Really? Surely there's plenty of resentment to go around in every political grouping. Krugman, though, indicted the GOP for purportedly embracing "the pure politics of resentment; you're supposed to vote Republican to stick it to an elite that thinks it's better than you. Or to put it another way, the GOP is still the party of Nixon."

Krugman then time-machined us back to Nixonland: That's the title of a new book by Rick Perlstein, who argues that Richard Nixon's political career grew out of resentment against members of the social elite who looked down on him. But Perlstein, unlike Krugman, spots such resentment on the left as well as on the right: "By the end of the 1960s, Nixonland came to encompass the entire political culture of the United States."

That's an exaggeration, but it does bring us to the dramatic center of Perlstein's book: the year 1970, when students resentful of a murky "establishment" burned down ROTC buildings on many campuses, and hundreds of colleges shut down for several weeks to facilitate protests. In turn, resentful New York construction workers beat up demonstrators they saw as ingrates. When one protest escalated at Kent State University in Ohio, National Guardsmen shot to death four young people.

It was hard to read Perlstein's accounts of 1970 without memories beginning to swirl in my head. That year 5,000 students at Northwestern University voted to secede from the United States, and I, then at Yale, was intellectually seceding as well. In May 500,000 students descended on Washington to wade in the Reflecting Pool and listen to anti-war speeches from pediatrician Dr. Spock, witless Shirley MacLaine, and braless Jane Fonda-and I was one of those 500,000.

Lots of subscribers who read my memories of 1968 and 1969 in our Aug. 9 issue asked me to continue the story, so here goes-and I will return to columnist Krugman's resentment after I describe my own.

Resentment of what? For a student a scholarship to Yale should be like a ticket to the Garden of Eden. Classy libraries and living conditions. Classy professors insinuating that students will learn so much about good and evil that "you shall be as gods." Part of my resentment was about class, as I mentioned in August, the resentment of a kid from a relatively poor and "unimportant" family background confronting affluence and status, wanting all that but not wanting it.

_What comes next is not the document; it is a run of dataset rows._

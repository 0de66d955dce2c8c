// Copyright 2026 the Liana Authors
// SPDX-License-Identifier: Apache-2.0 OR MIT

//! Frame/document topology derived from [`DomTree`] primitives.
//!
//! These free functions answer the questions the backend keeps asking about
//! where a node lives: which window owns it, whether that window is nested in
//! an iframe, and whether the node is still part of its document. They are
//! deliberately total — a dead key resolves to `None`/`false`, never an
//! error — because the backend uses them to *detect* nodes going away.
//!
//! A note on iframe elements: resolving "the window of" an iframe element is
//! ambiguous. [`get_window`] answers with the *content* window (the browsing
//! context the iframe hosts), while the nesting queries ([`is_in_iframe`],
//! [`get_iframe_element`]) resolve the iframe element's *owner* window — the
//! side of the boundary the element itself lives on.

use crate::tree::{DomRef, DomTree, Tag};

/// Whether the node is an iframe element.
#[must_use]
pub fn is_iframe<D: DomTree>(dom: &D, node: D::Node) -> bool {
    dom.tag(node) == Some(Tag::Iframe)
}

/// Resolve the window a reference belongs to.
///
/// - A window resolves to itself.
/// - An iframe element resolves to its content window.
/// - Any other node resolves to its owning document's window.
#[must_use]
pub fn get_window<D: DomTree>(dom: &D, target: DomRef<D::Node, D::Window>) -> Option<D::Window> {
    match target {
        DomRef::Window(w) => Some(w),
        DomRef::Node(n) if is_iframe(dom, n) => dom.content_window(n),
        DomRef::Node(n) => dom.owner_window(n),
    }
}

/// Resolve the document a reference belongs to.
///
/// Documents are identified with their window, so this is [`get_window`]
/// under a name that matches what callers mean.
#[must_use]
pub fn get_document<D: DomTree>(dom: &D, target: DomRef<D::Node, D::Window>) -> Option<D::Window> {
    get_window(dom, target)
}

/// The window a node resolves to for nesting queries.
///
/// Unlike [`get_window`], an iframe element resolves to its owner window
/// here: nesting is a property of where the element lives, not of the
/// context it hosts.
fn nesting_window<D: DomTree>(dom: &D, node: D::Node) -> Option<D::Window> {
    dom.owner_window(node)
}

/// Whether the window is nested inside another browsing context.
#[must_use]
pub fn is_window_in_iframe<D: DomTree>(dom: &D, window: D::Window) -> bool {
    dom.top_window(window) != window
}

/// Whether the node lives inside a nested browsing context.
#[must_use]
pub fn is_in_iframe<D: DomTree>(dom: &D, node: D::Node) -> bool {
    nesting_window(dom, node).is_some_and(|w| is_window_in_iframe(dom, w))
}

/// Whether the node is still part of its document.
///
/// True for the document root element itself, for the root element's direct
/// parent, and for any node contained in the root element's subtree. The
/// parent check covers the edge case where a node was just detached but its
/// parent is still the document root.
#[must_use]
pub fn is_node_in_doc<D: DomTree>(dom: &D, node: D::Node) -> bool {
    let Some(doc_el) = nesting_window(dom, node).and_then(|w| dom.document_element(w)) else {
        return false;
    };
    if doc_el == node {
        return true;
    }
    match dom.parent(node) {
        Some(parent) => doc_el == parent || (dom.is_element(parent) && dom.contains(doc_el, parent)),
        None => false,
    }
}

/// The iframe element hosting the node's window, or `None` at the top.
#[must_use]
pub fn get_iframe_element<D: DomTree>(dom: &D, node: D::Node) -> Option<D::Node> {
    nesting_window(dom, node).and_then(|w| dom.frame_element(w))
}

That poisonous plant needed fertilizer to grow.

The fertilizer came in the pages of The New York Times and The New Yorker, the newspaper and weekly magazine I read religiously. I read them at first because they conformed to the Adlai Stevenson liberalism I had absorbed from my father. But their constantly stated support for the poor conflicted in my mind with their ads for the affluent, and after a time I started sneering at the combination.

The fertilizer came in my classes, where professors evenhandedly laid out two sets of solutions to the problems of America, liberal and radical-and liberalism increasingly seemed flaccid to me. But a lot of fertilizer came from the encouragement of radicalism-without-consequences in 1970. In a way, life was play: We could take stands and engage in activities that in other eras might be resumé-killers, but in 1970 garnered applause.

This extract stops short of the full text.